The project has been headed by Olga Lukyanova, the Professor of the FEFU School of Natural Sciences, lead research fellow at the TINRO Center (Pacific Fisheries Research Center). According to her, pollution of marine ecosystems is one of the most important ecological threats. Persistent organic substances—organochlorine pesticides (OCPs) and polychlorinated biphenyls (PCBs)—that are dumped into the sea and enter animal organisms as a result of active economic activity in the Pacific Ocean are particularly dangerous.

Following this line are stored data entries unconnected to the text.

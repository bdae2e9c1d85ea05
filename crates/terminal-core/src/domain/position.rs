//! 포지션 추적 및 관리.
//!
//! 이 모듈은 선물 포지션 관련 타입을 정의합니다:
//! - `PositionSide` - 포지션 방향 (단방향/헤지 모드)
//! - `Position` - 거래소 계좌가 보고하는 개별 포지션

use crate::domain::Side;
use crate::types::{Price, Quantity};
use rust_decimal::Decimal;
use serde::{Deserialize, Serialize};
use std::fmt;
use std::str::FromStr;

/// 포지션 방향.
///
/// 단방향 모드에서는 `Both`가 사용되며 수량 부호가 방향을 나타냅니다.
/// 헤지 모드에서는 `Long`/`Short`가 구분됩니다.
#[derive(Debug, Clone, Copy, Default, PartialEq, Eq, Hash, Serialize, Deserialize)]
#[serde(rename_all = "UPPERCASE")]
pub enum PositionSide {
    /// 단방향 모드
    #[default]
    Both,
    /// 헤지 모드 롱
    Long,
    /// 헤지 모드 숏
    Short,
}

impl fmt::Display for PositionSide {
    fn fmt(&self, f: &mut fmt::Formatter<'_>) -> fmt::Result {
        match self {
            PositionSide::Both => write!(f, "BOTH"),
            PositionSide::Long => write!(f, "LONG"),
            PositionSide::Short => write!(f, "SHORT"),
        }
    }
}

impl FromStr for PositionSide {
    type Err = String;

    fn from_str(s: &str) -> Result<Self, Self::Err> {
        match s.to_uppercase().as_str() {
            "BOTH" => Ok(PositionSide::Both),
            "LONG" => Ok(PositionSide::Long),
            "SHORT" => Ok(PositionSide::Short),
            _ => Err(format!("Invalid position side: {}", s)),
        }
    }
}

/// 거래소 계좌가 보고하는 선물 포지션.
///
/// 수량은 부호 있는 값입니다. 단방향 모드에서 양수는 롱, 음수는 숏입니다.
/// 수량이 0인 포지션은 발행 대상에서 제외됩니다.
#[derive(Debug, Clone, PartialEq, Serialize, Deserialize)]
pub struct Position {
    /// 거래 심볼 (거래소 형식)
    pub symbol: String,
    /// 부호 있는 포지션 수량
    pub amount: Quantity,
    /// 평균 진입 가격
    pub entry_price: Price,
    /// 마크 가격
    pub mark_price: Price,
    /// 미실현 손익
    pub unrealized_pnl: Decimal,
    /// 레버리지
    pub leverage: Decimal,
    /// 포지션 방향
    pub side: PositionSide,
}

impl Position {
    /// 수량이 0인지 확인합니다.
    pub fn is_flat(&self) -> bool {
        self.amount.is_zero()
    }

    /// 이 포지션을 청산하는 주문 방향을 반환합니다.
    ///
    /// 롱(양수 수량)은 매도로, 숏(음수 수량)은 매수로 청산합니다.
    pub fn closing_side(&self) -> Side {
        if self.amount > Decimal::ZERO {
            Side::Sell
        } else {
            Side::Buy
        }
    }

    /// 포지션의 명목 가치(절대값)를 반환합니다.
    pub fn notional_value(&self) -> Decimal {
        (self.mark_price * self.amount).abs()
    }
}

"The concentration of OCPs in marine organisms, first of all, in fish is especially dangerous, due to people actively use these seafoods as food. The accumulated action of OCPs and PCBs is manifested in the form of mutagenic after effect: both in the adult population, and in the transmission from mother to child in utero and in feeding. The feature of these substances is that they are contained in low concentration, but are highly toxic. That is why it is so important to study and monitor them," said Olga Lukyanova.
As part of the project, the FEFU researchers plan to determine the concentration of 'traditional' and identify 'new' toxicants in the Far Eastern seas. The studies will assess the risks of local seafood impact to the health of the inhabitants of the coastal regions of the Far East, including the small indigenous peoples of the North. The new information will also complement the global ocean pollution data network and show the environmental risk to marine organisms.